[Source data]
//! Boundary geometry oracles.
//!
//! The discretizer only needs four questions answered about the boundary:
//! its bounding box, one point known to lie inside, how often a segment
//! crosses the surface, and where a ray first hits it.

/// Point or vector in physical space.
pub type Point = [f64; 3];

/// Ray parameters closer to the origin than this do not count as hits.
const RAY_EPS: f64 = 1e-12;

/// Closed surface bounding the simulation volume.
pub trait BoundaryGeometry {
    fn min_coords(&self) -> Point;
    fn max_coords(&self) -> Point;

    /// A point strictly inside the volume, if one is known.
    fn inside_point(&self) -> Option<Point>;

    /// Number of boundary crossings on the segment `reference -> test`.
    /// With `reference` inside, an even count means `test` is inside.
    fn fast_is_inside(&self, reference: Point, test: Point) -> usize;

    /// First boundary point hit by the ray `origin + t * dir`, `t > 0`.
    fn intersect_ray_boundary(&self, origin: Point, dir: Point) -> Option<Point>;

    /// False while the geometry is still being set up.
    fn is_ready(&self) -> bool {
        true
    }
}

#[inline]
fn sub(a: Point, b: Point) -> Point {
    [a[0] - b[0], a[1] - b[1], a[2] - b[2]]
}

#[inline]
fn dot(a: Point, b: Point) -> f64 {
    a[0] * b[0] + a[1] * b[1] + a[2] * b[2]
}

#[inline]
fn along(origin: Point, dir: Point, t: f64) -> Point {
    [origin[0] + t * dir[0], origin[1] + t * dir[1], origin[2] + t * dir[2]]
}

fn crossings_in_unit_interval(ts: &[f64]) -> usize {
    ts.iter().filter(|&&t| t > 0.0 && t < 1.0).count()
}

/// Axis-aligned box `[min, max]`.
#[derive(Clone, Debug, PartialEq)]
pub struct BoxBoundary {
    min: Point,
    max: Point,
}

impl BoxBoundary {
    pub fn new(min: Point, max: Point) -> Self {
        Self { min, max }
    }

    /// Parameter interval of the line `origin + t * dir` inside the box.
    fn slab(&self, origin: Point, dir: Point) -> Option<(f64, f64)> {
        let mut t0 = f64::NEG_INFINITY;
        let mut t1 = f64::INFINITY;
        for d in 0..3 {
            if dir[d] == 0.0 {
                if origin[d] < self.min[d] || origin[d] > self.max[d] {
                    return None;
                }
                continue;
            }
            let a = (self.min[d] - origin[d]) / dir[d];
            let b = (self.max[d] - origin[d]) / dir[d];
            t0 = t0.max(a.min(b));
            t1 = t1.min(a.max(b));
        }
        (t0 <= t1).then_some((t0, t1))
    }
}

impl BoundaryGeometry for BoxBoundary {
    fn min_coords(&self) -> Point {
        self.min
    }

    fn max_coords(&self) -> Point {
        self.max
    }

    fn inside_point(&self) -> Option<Point> {
        self.is_ready().then(|| {
            [
                0.5 * (self.min[0] + self.max[0]),
                0.5 * (self.min[1] + self.max[1]),
                0.5 * (self.min[2] + self.max[2]),
            ]
        })
    }

    fn fast_is_inside(&self, reference: Point, test: Point) -> usize {
        match self.slab(reference, sub(test, reference)) {
            Some((t0, t1)) => crossings_in_unit_interval(&[t0, t1]),
            None => 0,
        }
    }

    fn intersect_ray_boundary(&self, origin: Point, dir: Point) -> Option<Point> {
        let (t0, t1) = self.slab(origin, dir)?;
        let t = if t0 > RAY_EPS { t0 } else { t1 };
        (t > RAY_EPS && t.is_finite()).then(|| along(origin, dir, t))
    }

    fn is_ready(&self) -> bool {
        (0..3).all(|d| self.min[d] < self.max[d])
    }
}

/// Sphere of `radius` around `center`.
#[derive(Clone, Debug, PartialEq)]
pub struct SphereBoundary {
    center: Point,
    radius: f64,
}

impl SphereBoundary {
    pub fn new(center: Point, radius: f64) -> Self {
        Self { center, radius }
    }

    /// Real roots of `|origin + t * dir - center|^2 = radius^2`, ascending.
    fn roots(&self, origin: Point, dir: Point) -> Option<(f64, f64)> {
        let f = sub(origin, self.center);
        let a = dot(dir, dir);
        if a == 0.0 {
            return None;
        }
        let b = 2.0 * dot(f, dir);
        let c = dot(f, f) - self.radius * self.radius;
        let disc = b * b - 4.0 * a * c;
        if disc <= 0.0 {
            return None;
        }
        let s = disc.sqrt();
        Some(((-b - s) / (2.0 * a), (-b + s) / (2.0 * a)))
    }
}

impl BoundaryGeometry for SphereBoundary {
    fn min_coords(&self) -> Point {
        self.center.map(|c| c - self.radius)
    }

    fn max_coords(&self) -> Point {
        self.center.map(|c| c + self.radius)
    }

    fn inside_point(&self) -> Option<Point> {
        self.is_ready().then_some(self.center)
    }

    fn fast_is_inside(&self, reference: Point, test: Point) -> usize {
        match self.roots(reference, sub(test, reference)) {
            Some((t0, t1)) => crossings_in_unit_interval(&[t0, t1]),
            None => 0,
        }
    }

    fn intersect_ray_boundary(&self, origin: Point, dir: Point) -> Option<Point> {
        let (t0, t1) = self.roots(origin, dir)?;
        let t = if t0 > RAY_EPS { t0 } else { t1 };
        (t > RAY_EPS).then(|| along(origin, dir, t))
    }

    fn is_ready(&self) -> bool {
        self.radius > 0.0
    }
}
//! Layouts sized from mesh vertex counts.
//!
//! A mesh with `n` vertices along an axis carries `n` vertex-centred values
//! and `n - 1` cell-centred values there.

use serde::{Deserialize, Serialize};

use crate::algs::communicator::Communicator;
use crate::domain_error::DomainError;
use crate::index::{AxisTag, IndexRange};
use crate::layout::field_layout::FieldLayout;

/// Where field values live on the mesh.
#[derive(Copy, Clone, Debug, PartialEq, Eq, Hash, Default, Serialize, Deserialize)]
#[serde(rename_all = "lowercase")]
pub enum Centering {
    #[default]
    Cell,
    Vertex,
}

impl Centering {
    /// Number of values along an axis with `vertices` mesh vertices.
    pub fn points(self, vertices: usize) -> usize {
        match self {
            Centering::Cell => vertices.saturating_sub(1),
            Centering::Vertex => vertices,
        }
    }

    /// Index domain for a mesh with `vertices[d]` vertices along axis `d`.
    pub fn domain<const D: usize>(self, vertices: [usize; D]) -> Result<IndexRange<D>, DomainError> {
        let lengths = vertices.map(|n| self.points(n));
        if let Some(d) = lengths.iter().position(|&l| l == 0) {
            return Err(DomainError::InvalidGrid(format!(
                "{} vertices along axis {d} leave no {self:?}-centred points",
                vertices[d]
            )));
        }
        Ok(IndexRange::from_lengths(lengths))
    }
}

/// Partition the `centering` domain of a mesh with `vertices` vertices per
/// axis, as [`FieldLayout::initialize`] does.
pub fn centered_layout<C: Communicator, const D: usize>(
    comm: &C,
    vertices: [usize; D],
    centering: Centering,
    tags: Option<[AxisTag; D]>,
    vnodes: Option<usize>,
) -> Result<FieldLayout<D>, DomainError> {
    let domain = centering.domain(vertices)?;
    FieldLayout::initialize(comm, domain, tags, vnodes)
}
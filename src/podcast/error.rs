//! Errors surfaced by podcast operations.

use thiserror::Error;

use crate::api::ApiFailure;

/// Errors returned by the orchestrator and request constructors.
///
/// Every variant is recoverable: the session returns to its idle, retry-able
/// state after any of them.
#[derive(Debug, Error)]
pub enum PodcastError {
    /// The generate call failed.
    #[error("script generation failed: {0}")]
    Generation(ApiFailure),

    /// The translate call failed.  The previous script is kept.
    #[error("translation failed: {0}")]
    Translation(ApiFailure),

    /// The text-to-speech call failed.
    #[error("audio synthesis failed: {0}")]
    Synthesis(ApiFailure),

    /// The request did not pass validation.
    #[error("invalid request: {0}")]
    InvalidRequest(String),

    /// A follow-up operation was requested before any script was generated.
    #[error("no podcast has been generated yet")]
    NoResult,

    /// A translate or synthesize call is already in flight.
    #[error("another translation or audio synthesis is already running")]
    Busy,

    /// The session was reset while the call was in flight; its response was
    /// dropped.
    #[error("response discarded because the session was reset")]
    Discarded,
}

impl PodcastError {
    /// The underlying service failure, if any.
    pub fn api_failure(&self) -> Option<&ApiFailure> {
        match self {
            PodcastError::Generation(f)
            | PodcastError::Translation(f)
            | PodcastError::Synthesis(f) => Some(f),
            _ => None,
        }
    }

    /// `true` when the service did not answer in time.
    pub fn is_timeout(&self) -> bool {
        matches!(self.api_failure(), Some(ApiFailure::Timeout))
    }
}
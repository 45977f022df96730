//! Podcast domain model.
//!
//! * [`PodcastRequest`] with its [`Tone`] / [`Language`] options.
//! * [`Script`] / [`ScriptTurn`]: tagged script representation and the
//!   transcript serialisation rule.
//! * [`PodcastResult`]: the aggregated session result.
//! * [`PodcastError`]: error variants for every podcast operation.

pub mod error;
pub mod request;
pub mod result;
pub mod script;

// ---------------------------------------------------------------------------
// Public re-exports
// ---------------------------------------------------------------------------

pub use error::PodcastError;
pub use request::{Language, PodcastRequest, Tone};
pub use result::PodcastResult;
pub use script::{Script, ScriptTurn};
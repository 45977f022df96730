//! Cross-platform application paths using the `dirs` crate.
//!
//! Layout:
//!
//! Config dir (settings):
//!   Windows: %APPDATA%\agentcast\
//!   macOS:   ~/Library/Application Support/agentcast/
//!   Linux:   ~/.config/agentcast/
//!
//! Download dir (exported transcripts and audio):
//!   the platform download directory, falling back to the current directory.

use std::path::PathBuf;

/// Holds all resolved application directory/file paths.
#[derive(Debug, Clone)]
pub struct AppPaths {
    /// Directory for `settings.toml`.
    pub config_dir: PathBuf,
    /// Full path to `settings.toml`.
    pub settings_file: PathBuf,
    /// Default target for exported files.
    pub download_dir: PathBuf,
}

impl AppPaths {
    const APP_NAME: &'static str = "agentcast";

    /// Resolves all paths using the `dirs` crate.
    ///
    /// Falls back to the current directory if the platform cannot provide a
    /// standard path.
    pub fn new() -> Self {
        let config_dir = dirs::config_dir()
            .unwrap_or_else(|| PathBuf::from("."))
            .join(Self::APP_NAME);

        let download_dir = dirs::download_dir().unwrap_or_else(|| PathBuf::from("."));

        let settings_file = config_dir.join("settings.toml");

        Self {
            config_dir,
            settings_file,
            download_dir,
        }
    }
}

impl Default for AppPaths {
    fn default() -> Self {
        Self::new()
    }
}
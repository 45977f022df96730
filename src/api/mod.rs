//! Client for the remote podcast generation service.
//!
//! This module provides:
//! * [`PodcastApi`]: async trait over the three remote operations.
//! * [`HttpPodcastApi`]: reqwest implementation talking JSON over HTTP.
//! * [`ApiFailure`]: why a remote call failed.
//! * Wire bodies ([`GenerateResponse`], [`TranslateResponse`],
//!   [`SpeechResponse`]).
//!
//! # Quick start
//!
//! ```rust,no_run
//! use agentcast::api::{HttpPodcastApi, PodcastApi};
//! use agentcast::config::AppConfig;
//! use agentcast::podcast::{Language, PodcastRequest, Tone};
//!
//! #[tokio::main]
//! async fn main() {
//!     let config = AppConfig::default();
//!     let api = HttpPodcastApi::from_config(&config.api);
//!
//!     let request = PodcastRequest::new("space travel", Tone::Casual, Language::English).unwrap();
//!     let generated = api.generate(&request).await.unwrap();
//!     println!("{}", generated.script.to_transcript());
//! }
//! ```

pub mod client;
pub mod wire;

// ---------------------------------------------------------------------------
// Public re-exports
// ---------------------------------------------------------------------------

pub use client::{ApiFailure, HttpPodcastApi, PodcastApi};
pub use wire::{GenerateResponse, SpeechResponse, TranslateResponse};
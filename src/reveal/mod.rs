//! Incremental transcript reveal.
//!
//! * [`start_reveal`]: start one timed reveal session.
//! * [`RevealHandle`]: observe, await or cancel a session.
//! * [`Revealer`]: owns the current session and replaces it safely.
//! * [`RevealState`]: progress of a session.
//!
//! # Quick start
//!
//! ```rust,no_run
//! use std::time::Duration;
//! use agentcast::reveal::start_reveal;
//!
//! #[tokio::main]
//! async fn main() {
//!     let mut handle = start_reveal("Host: Hi", 1, Duration::from_millis(30));
//!     while let Some(state) = handle.next_update().await {
//!         println!("{}", state.revealed_text());
//!     }
//! }
//! ```

pub mod revealer;

pub use revealer::{start_reveal, RevealHandle, RevealState, Revealer};
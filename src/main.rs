//! Application entry point: AgentCast command-line client.
//!
//! # Startup sequence
//!
//! 1. Parse command-line arguments.
//! 2. Initialise logging.
//! 3. Load [`AppConfig`] (returns default on first run) and apply CLI
//!    overrides.
//! 4. Create the [`tokio`] runtime.
//! 5. Generate the script, reveal the transcript, then run the requested
//!    follow-ups (translate, synthesize audio, download).

use std::io::Write;
use std::sync::Arc;

use anyhow::{Context, Result};
use clap::Parser;

use agentcast::{
    api::HttpPodcastApi,
    cli::CliArgs,
    config::{AppConfig, RevealConfig},
    export::Exporter,
    pipeline::{PodcastOrchestrator, Stage},
    reveal::Revealer,
};

// ---------------------------------------------------------------------------
// Presentation
// ---------------------------------------------------------------------------

/// Print `text` to stdout, progressively when the reveal is enabled.
async fn show_transcript(revealer: &mut Revealer, config: &RevealConfig, text: &str) -> Result<()> {
    let mut out = std::io::stdout();

    if !config.enabled {
        writeln!(out, "{text}")?;
        return Ok(());
    }

    let handle = revealer.reveal(text);
    let mut printed = 0;
    while let Some(state) = handle.next_update().await {
        let fresh: String = state.revealed_text().chars().skip(printed).collect();
        write!(out, "{fresh}")?;
        out.flush()?;
        printed = state.revealed_len();
    }
    writeln!(out)?;
    Ok(())
}

/// Print a user-facing notification for a recoverable failure.
fn notify_failure(title: &str, error: &dyn std::fmt::Display) {
    eprintln!("\n{title}: {error}");
}

// ---------------------------------------------------------------------------
// Session
// ---------------------------------------------------------------------------

async fn run(args: CliArgs, config: AppConfig) -> Result<()> {
    let request = args.request(&config)?;

    let api = Arc::new(HttpPodcastApi::from_config(&config.api));
    let exporter = Exporter::new(
        api.http_client().clone(),
        api.base_url(),
        config.export.clone(),
    );
    let orchestrator = PodcastOrchestrator::new(api);
    let mut revealer = Revealer::from_config(&config.reveal);

    // 1. Script
    eprintln!("{}...", Stage::GeneratingScript.label());
    let mut result = orchestrator
        .generate(&request)
        .await
        .context("Generation Failed")?;

    eprintln!(
        "\nYour podcast on {:?} is ready ({}):\n",
        result.topic, result.language
    );
    show_transcript(&mut revealer, &config.reveal, &result.transcript()).await?;

    // 2. Translation
    if let Some(target) = args.translate.as_deref() {
        eprintln!("\nTranslating to {target}...");
        match orchestrator.translate(target).await {
            Ok(translated) if translated.translated && translated != result => {
                eprintln!("\nTranslated script ({}):\n", translated.language);
                show_transcript(&mut revealer, &config.reveal, &translated.transcript()).await?;
                result = translated;
            }
            Ok(_) => eprintln!("Script is already in {target}."),
            Err(e) => notify_failure("Translation Failed", &e),
        }
    }

    // 3. Audio
    if args.audio {
        eprintln!("\nSynthesizing audio...");
        match orchestrator.synthesize_audio().await {
            Ok(audio) => eprintln!("Audio ready: {audio}"),
            Err(e) => notify_failure("Audio Generation Failed", &e),
        }
        if let Some(latest) = orchestrator.result() {
            result = latest;
        }
    }

    // 4. Downloads
    if args.download {
        match exporter.transcript(&result).await {
            Ok(path) => eprintln!("Transcript saved to {}", path.display()),
            Err(e) => notify_failure("Transcript Download Failed", &e),
        }
        if result.has_audio() {
            match exporter.audio(&result).await {
                Ok(path) => eprintln!("Audio saved to {}", path.display()),
                Err(e) => notify_failure("Audio Download Failed", &e),
            }
        }
    }

    Ok(())
}

// ---------------------------------------------------------------------------
// main
// ---------------------------------------------------------------------------

fn main() -> Result<()> {
    // 1. Arguments
    let args = CliArgs::parse();

    // 2. Logging
    let default_filter = if args.debug { "debug" } else { "info" };
    env_logger::Builder::from_env(env_logger::Env::default().default_filter_or(default_filter))
        .init();
    log::debug!("AgentCast starting up");

    // 3. Configuration
    let mut config = match &args.config {
        Some(path) => AppConfig::load_from(path)?,
        None => AppConfig::load().unwrap_or_else(|e| {
            log::warn!("Failed to load config ({e}); using defaults");
            AppConfig::default()
        }),
    };
    args.apply(&mut config);

    // 4. Tokio runtime
    let rt = tokio::runtime::Builder::new_multi_thread()
        .worker_threads(2)
        .enable_all()
        .build()
        .context("failed to create tokio runtime")?;

    // 5. Run the session
    rt.block_on(run(args, config))
}
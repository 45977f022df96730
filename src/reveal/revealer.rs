//! Typewriter-style reveal of a finished text.
//!
//! [`start_reveal`] spawns a tokio task that advances a [`RevealState`] every
//! `tick_interval` and publishes it over a `watch` channel.  The task stops
//! on its own once the whole text is revealed, or earlier when its
//! [`CancellationToken`] fires.

use std::time::Duration;

use tokio::sync::watch;
use tokio::task::JoinHandle;
use tokio_util::sync::CancellationToken;

use crate::config::RevealConfig;

// ---------------------------------------------------------------------------
// RevealState
// ---------------------------------------------------------------------------

/// Progress of one reveal session.
///
/// Lengths count Unicode scalar values, so a tick never splits a character.
#[derive(Debug, Clone, PartialEq, Eq)]
pub struct RevealState {
    source_text: String,
    total_len: usize,
    revealed_len: usize,
    ticks: usize,
    is_complete: bool,
}

impl RevealState {
    fn new(source_text: &str) -> Self {
        let total_len = source_text.chars().count();
        Self {
            source_text: source_text.to_string(),
            total_len,
            revealed_len: 0,
            ticks: 0,
            is_complete: total_len == 0,
        }
    }

    /// Apply one tick.  No-op once complete.
    fn advance(&mut self, chars_per_tick: usize) {
        if self.is_complete {
            return;
        }
        self.revealed_len = (self.revealed_len + chars_per_tick).min(self.total_len);
        self.ticks += 1;
        if self.revealed_len == self.total_len {
            self.is_complete = true;
        }
    }

    pub fn source_text(&self) -> &str {
        &self.source_text
    }

    /// Length of the source text in characters.
    pub fn total_len(&self) -> usize {
        self.total_len
    }

    pub fn revealed_len(&self) -> usize {
        self.revealed_len
    }

    /// Ticks applied so far.
    pub fn ticks(&self) -> usize {
        self.ticks
    }

    pub fn is_complete(&self) -> bool {
        self.is_complete
    }

    /// The revealed prefix of the source text.
    pub fn revealed_text(&self) -> &str {
        let end = self
            .source_text
            .char_indices()
            .nth(self.revealed_len)
            .map(|(i, _)| i)
            .unwrap_or(self.source_text.len());
        &self.source_text[..end]
    }
}

// ---------------------------------------------------------------------------
// RevealHandle
// ---------------------------------------------------------------------------

/// Handle to a running (or finished) reveal session.
///
/// Dropping the handle cancels the session.
pub struct RevealHandle {
    state: watch::Receiver<RevealState>,
    token: CancellationToken,
    task: Option<JoinHandle<()>>,
}

impl RevealHandle {
    /// Snapshot of the current progress.
    pub fn state(&self) -> RevealState {
        self.state.borrow().clone()
    }

    pub fn revealed_text(&self) -> String {
        self.state.borrow().revealed_text().to_string()
    }

    pub fn source_text(&self) -> String {
        self.state.borrow().source_text().to_string()
    }

    pub fn is_complete(&self) -> bool {
        self.state.borrow().is_complete()
    }

    /// Stop ticking.  Safe to call any number of times, including after
    /// completion.
    pub fn cancel(&self) {
        self.token.cancel();
    }

    pub fn is_cancelled(&self) -> bool {
        self.token.is_cancelled()
    }

    /// A clone of the token that stops this session.
    pub fn cancellation_token(&self) -> CancellationToken {
        self.token.clone()
    }

    /// `true` while the tick task is still alive.
    pub fn is_running(&self) -> bool {
        self.task.as_ref().is_some_and(|task| !task.is_finished())
    }

    /// Wait for the next published state.  Returns `None` once the session
    /// has ended and its final state has been observed.
    pub async fn next_update(&mut self) -> Option<RevealState> {
        self.state.changed().await.ok()?;
        Some(self.state.borrow_and_update().clone())
    }

    /// Wait until the reveal completes or is cancelled, and return the state
    /// it ended in.
    pub async fn finished(&mut self) -> RevealState {
        let _ = self.state.wait_for(RevealState::is_complete).await;
        self.state()
    }
}

impl Drop for RevealHandle {
    fn drop(&mut self) {
        self.token.cancel();
    }
}

impl std::fmt::Debug for RevealHandle {
    fn fmt(&self, f: &mut std::fmt::Formatter<'_>) -> std::fmt::Result {
        f.debug_struct("RevealHandle")
            .field("state", &*self.state.borrow())
            .field("cancelled", &self.token.is_cancelled())
            .finish()
    }
}

// ---------------------------------------------------------------------------
// start_reveal
// ---------------------------------------------------------------------------

/// Start revealing `text`, `chars_per_tick` characters every
/// `tick_interval`.
///
/// Must be called from within a tokio runtime.  An empty `text` returns an
/// already-complete handle without spawning anything.  A `chars_per_tick`
/// of zero is treated as one and a zero `tick_interval` as one millisecond.
pub fn start_reveal(text: &str, chars_per_tick: usize, tick_interval: Duration) -> RevealHandle {
    let tick_interval = tick_interval.max(Duration::from_millis(1));
    let initial = RevealState::new(text);
    let token = CancellationToken::new();

    if initial.is_complete() {
        let (_tx, rx) = watch::channel(initial);
        return RevealHandle {
            state: rx,
            token,
            task: None,
        };
    }

    let (tx, rx) = watch::channel(initial);
    let first_tick = tokio::time::Instant::now() + tick_interval;
    let task = tokio::spawn(run_ticks(
        tx,
        token.clone(),
        chars_per_tick.max(1),
        first_tick,
        tick_interval,
    ));

    RevealHandle {
        state: rx,
        token,
        task: Some(task),
    }
}

async fn run_ticks(
    tx: watch::Sender<RevealState>,
    token: CancellationToken,
    chars_per_tick: usize,
    first_tick: tokio::time::Instant,
    tick_interval: Duration,
) {
    // Paced from the moment the reveal was requested, not from when the
    // task is first polled.
    let mut ticker = tokio::time::interval_at(first_tick, tick_interval);

    loop {
        tokio::select! {
            biased;
            _ = token.cancelled() => {
                log::debug!("reveal: cancelled");
                return;
            }
            _ = ticker.tick() => {}
        }

        let mut complete = false;
        tx.send_modify(|state| {
            state.advance(chars_per_tick);
            complete = state.is_complete();
        });

        if complete {
            log::debug!("reveal: complete after {} ticks", tx.borrow().ticks());
            return;
        }
    }
}

// ---------------------------------------------------------------------------
// Revealer
// ---------------------------------------------------------------------------

/// Owns at most one reveal session at a time.
///
/// Revealing a new text cancels the previous session first, so two tickers
/// never drive the same display.
#[derive(Debug)]
pub struct Revealer {
    chars_per_tick: usize,
    tick_interval: Duration,
    current: Option<RevealHandle>,
}

impl Revealer {
    pub fn new(chars_per_tick: usize, tick_interval: Duration) -> Self {
        Self {
            chars_per_tick: chars_per_tick.max(1),
            tick_interval,
            current: None,
        }
    }

    pub fn from_config(config: &RevealConfig) -> Self {
        Self::new(config.chars_per_tick, config.tick_interval())
    }

    /// Start revealing `text`.  The same text while its session is still
    /// live keeps that session.
    pub fn reveal(&mut self, text: &str) -> &mut RevealHandle {
        let keep = matches!(
            &self.current,
            Some(current) if !current.is_cancelled() && current.source_text() == text
        );
        if !keep {
            self.cancel();
        }

        let (chars_per_tick, tick_interval) = (self.chars_per_tick, self.tick_interval);
        self.current
            .get_or_insert_with(|| start_reveal(text, chars_per_tick, tick_interval))
    }

    pub fn current(&self) -> Option<&RevealHandle> {
        self.current.as_ref()
    }

    pub fn current_mut(&mut self) -> Option<&mut RevealHandle> {
        self.current.as_mut()
    }

    /// Cancel and forget the current session, if any.
    pub fn cancel(&mut self) {
        if let Some(previous) = self.current.take() {
            previous.cancel();
        }
    }
}

// ---------------------------------------------------------------------------
// Tests
// ---------------------------------------------------------------------------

> YOUR OBJECTIVE: Among the records above, extract exactly the lines from the line with "match self.slab(reference, sub(test, reference))" to the line with "if a == 0.0", both lines included, and leave out the rest.

> TASK SOLUTION:
        match self.slab(reference, sub(test, reference)) {
            Some((t0, t1)) => crossings_in_unit_interval(&[t0, t1]),
            None => 0,
        }
    }

    fn intersect_ray_boundary(&self, origin: Point, dir: Point) -> Option<Point> {
        let (t0, t1) = self.slab(origin, dir)?;
        let t = if t0 > RAY_EPS { t0 } else { t1 };
        (t > RAY_EPS && t.is_finite()).then(|| along(origin, dir, t))
    }

    fn is_ready(&self) -> bool {
        (0..3).all(|d| self.min[d] < self.max[d])
    }
}

/// Sphere of `radius` around `center`.
#[derive(Clone, Debug, PartialEq)]
pub struct SphereBoundary {
    center: Point,
    radius: f64,
}

impl SphereBoundary {
    pub fn new(center: Point, radius: f64) -> Self {
        Self { center, radius }
    }

    /// Real roots of `|origin + t * dir - center|^2 = radius^2`, ascending.
    fn roots(&self, origin: Point, dir: Point) -> Option<(f64, f64)> {
        let f = sub(origin, self.center);
        let a = dot(dir, dir);
        if a == 0.0 {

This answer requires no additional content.